Controls¶
The control stack and the metadata / Data Management seam. First cut; handles read from the beamline config, carried confirm.
9-ID runs on the APS EPICS control stack, the same floor as the 2-BM pilot. CORA observes that floor and, where it replaces Bluesky-style orchestration, conducts over it; it does not replace EPICS itself.
Device handles¶
The control handles are filled from the beamline's own Bluesky instrument repo (BCDA-APS/9id_bits), so the descriptor carries the real PV prefixes and per-axis maps (9ida:FMBO:, 9idCSSI:mcs2-01:, 9idPyCRL:CRL9ID:, and so on). They remain confirm-pending: a value read from the operator's config is evidence to verify with staff, not a CORA-owned fact (CTRL-1).

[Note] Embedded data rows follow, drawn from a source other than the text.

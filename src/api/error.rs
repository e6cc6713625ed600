use axum::{
    http::{header, HeaderValue, StatusCode},
    response::{IntoResponse, Response},
    Json,
};

use crate::server::ServerError;

/// Structured error type for all HTTP handlers.
///
/// Each variant maps to an HTTP status code, a machine-readable code string,
/// and a human-readable message. Implements [`IntoResponse`] so handlers can
/// return `Result<T, ApiError>` directly.
#[derive(Debug)]
pub enum ApiError {
    /// 401 - Basic credentials required; carries the realm for the challenge.
    AuthRequired { realm: String },
    /// 401 - Basic credentials provided but rejected.
    AuthInvalid { realm: String },
    /// 401 - Page requires a logged-in session.
    LoginRequired,
    /// 404 - No page registered for the path.
    NotFound,
    /// 400 - Malformed or invalid request.
    InvalidRequest(String),
    /// 503 - WebSocket client limit reached.
    TooManyClients,
    /// 500 - Command could not be run.
    CommandFailed(String),
    /// 500 - Catch-all internal error.
    InternalError(String),
}

impl ApiError {
    /// Returns the HTTP status code for this error variant.
    pub fn status_code(&self) -> StatusCode {
        match self {
            ApiError::AuthRequired { .. } => StatusCode::UNAUTHORIZED,
            ApiError::AuthInvalid { .. } => StatusCode::UNAUTHORIZED,
            ApiError::LoginRequired => StatusCode::UNAUTHORIZED,
            ApiError::NotFound => StatusCode::NOT_FOUND,
            ApiError::InvalidRequest(_) => StatusCode::BAD_REQUEST,
            ApiError::TooManyClients => StatusCode::SERVICE_UNAVAILABLE,
            ApiError::CommandFailed(_) => StatusCode::INTERNAL_SERVER_ERROR,
            ApiError::InternalError(_) => StatusCode::INTERNAL_SERVER_ERROR,
        }
    }

    /// Returns a machine-readable error code string.
    pub fn code(&self) -> &'static str {
        match self {
            ApiError::AuthRequired { .. } => "auth_required",
            ApiError::AuthInvalid { .. } => "auth_invalid",
            ApiError::LoginRequired => "login_required",
            ApiError::NotFound => "not_found",
            ApiError::InvalidRequest(_) => "invalid_request",
            ApiError::TooManyClients => "too_many_clients",
            ApiError::CommandFailed(_) => "command_failed",
            ApiError::InternalError(_) => "internal_error",
        }
    }

    /// Returns a human-readable error message.
    pub fn message(&self) -> String {
        match self {
            ApiError::AuthRequired { .. } => "Authentication required.".to_string(),
            ApiError::AuthInvalid { .. } => "Invalid username or password.".to_string(),
            ApiError::LoginRequired => "Login required. Sign in at /login.".to_string(),
            ApiError::NotFound => "Not found.".to_string(),
            ApiError::InvalidRequest(detail) => format!("Invalid request: {}.", detail),
            ApiError::TooManyClients => {
                "Too many live clients. Try again shortly.".to_string()
            }
            ApiError::CommandFailed(detail) => format!("Command failed: {}.", detail),
            ApiError::InternalError(detail) => format!("Internal error: {}.", detail),
        }
    }
}

impl From<ServerError> for ApiError {
    fn from(err: ServerError) -> Self {
        match err {
            ServerError::TooManyClients(_) | ServerError::Metrics(_) => ApiError::TooManyClients,
            other => ApiError::InternalError(other.to_string()),
        }
    }
}

impl IntoResponse for ApiError {
    fn into_response(self) -> Response {
        let body = serde_json::json!({
            "error": {
                "code": self.code(),
                "message": self.message(),
            }
        });
        let mut response = (self.status_code(), Json(body)).into_response();
        if let ApiError::AuthRequired { realm } | ApiError::AuthInvalid { realm } = &self {
            let challenge = format!("Basic realm=\"{}\"", realm.replace('"', ""));
            if let Ok(value) = HeaderValue::from_str(&challenge) {
                response.headers_mut().insert(header::WWW_AUTHENTICATE, value);
            }
        }
        response
    }
}
use std::borrow::Cow;
use std::collections::HashMap;

use axum::extract::{Path, State};
use axum::http::{header, Method};
use axum::response::Response;
use bytes::Bytes;
use rust_embed::Embed;

use super::error::ApiError;
use super::AppState;
use crate::pages::PageContext;

#[derive(Embed)]
#[folder = "assets/"]
struct WebAssets;

/// Serve an embedded file through a [`DataSender`](crate::sender::DataSender).
pub(super) async fn asset(
    State(state): State<AppState>,
    Path(path): Path<String>,
) -> Result<Response, ApiError> {
    let file = WebAssets::get(&path).ok_or(ApiError::NotFound)?;
    let data = match file.data {
        Cow::Borrowed(bytes) => Bytes::from_static(bytes),
        Cow::Owned(bytes) => Bytes::from(bytes),
    };
    let mime = mime_guess::from_path(&path).first_or_octet_stream();

    let mut ctx = PageContext::new(
        state.server.clone(),
        Method::GET,
        format!("/assets/{path}"),
        HashMap::new(),
        None,
    );
    ctx.set_header(header::CACHE_CONTROL, "max-age=3600");
    ctx.send_data(data, mime.as_ref());
    Ok(ctx.into_response().await)
}

#[cfg(test)]
mod tests {
    use super::*;

    #[test]
    fn assets_include_client_script() {
        let file = WebAssets::get("app.js");
        assert!(file.is_some(), "assets/app.js should be embedded");
    }

    #[test]
    fn assets_include_stylesheet() {
        let file = WebAssets::get("style.css").unwrap();
        let content = std::str::from_utf8(&file.data).unwrap();
        assert!(content.contains("body"));
    }
}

The metadata and Data Management seam¶
The instrument config carries a large set of metadata PVs (experiment_name, sample_name, file_path, qmap_file, workflow_name, measurement_num) and a DM_WorkflowConnector that hands data to APS Data Management workflows. These are not hardware: they are where the beamline records what an experiment is and routes its data downstream. That is the job CORA's event-sourced system of record does, so they are a seam, not Assets. CORA's Run and experiment record subsume the metadata bookkeeping, and the Data Management workflow trigger is the compute seam CORA's conduct path drives over (see Model).
Fly-scan timing¶
The grazing-incidence fly scans are gated by a multi-channel scaler (9idCSSI:mcs2-01), modelled here as a single GenericProbe. The full pulse-routing and timing graph is not modelled (CTRL-2); it is the most likely first thing to firm up when CORA begins to conduct 9-ID acquisitions.
Equipment protection¶
9-ID carries an equipment-protection interlock separate from the personnel PSS, as 2-BM does. CORA does not model the interlock logic; it would only observe outcomes, mapping utility faults to Supply status and device faults to an Asset condition. That mapping is not modelled in this cut.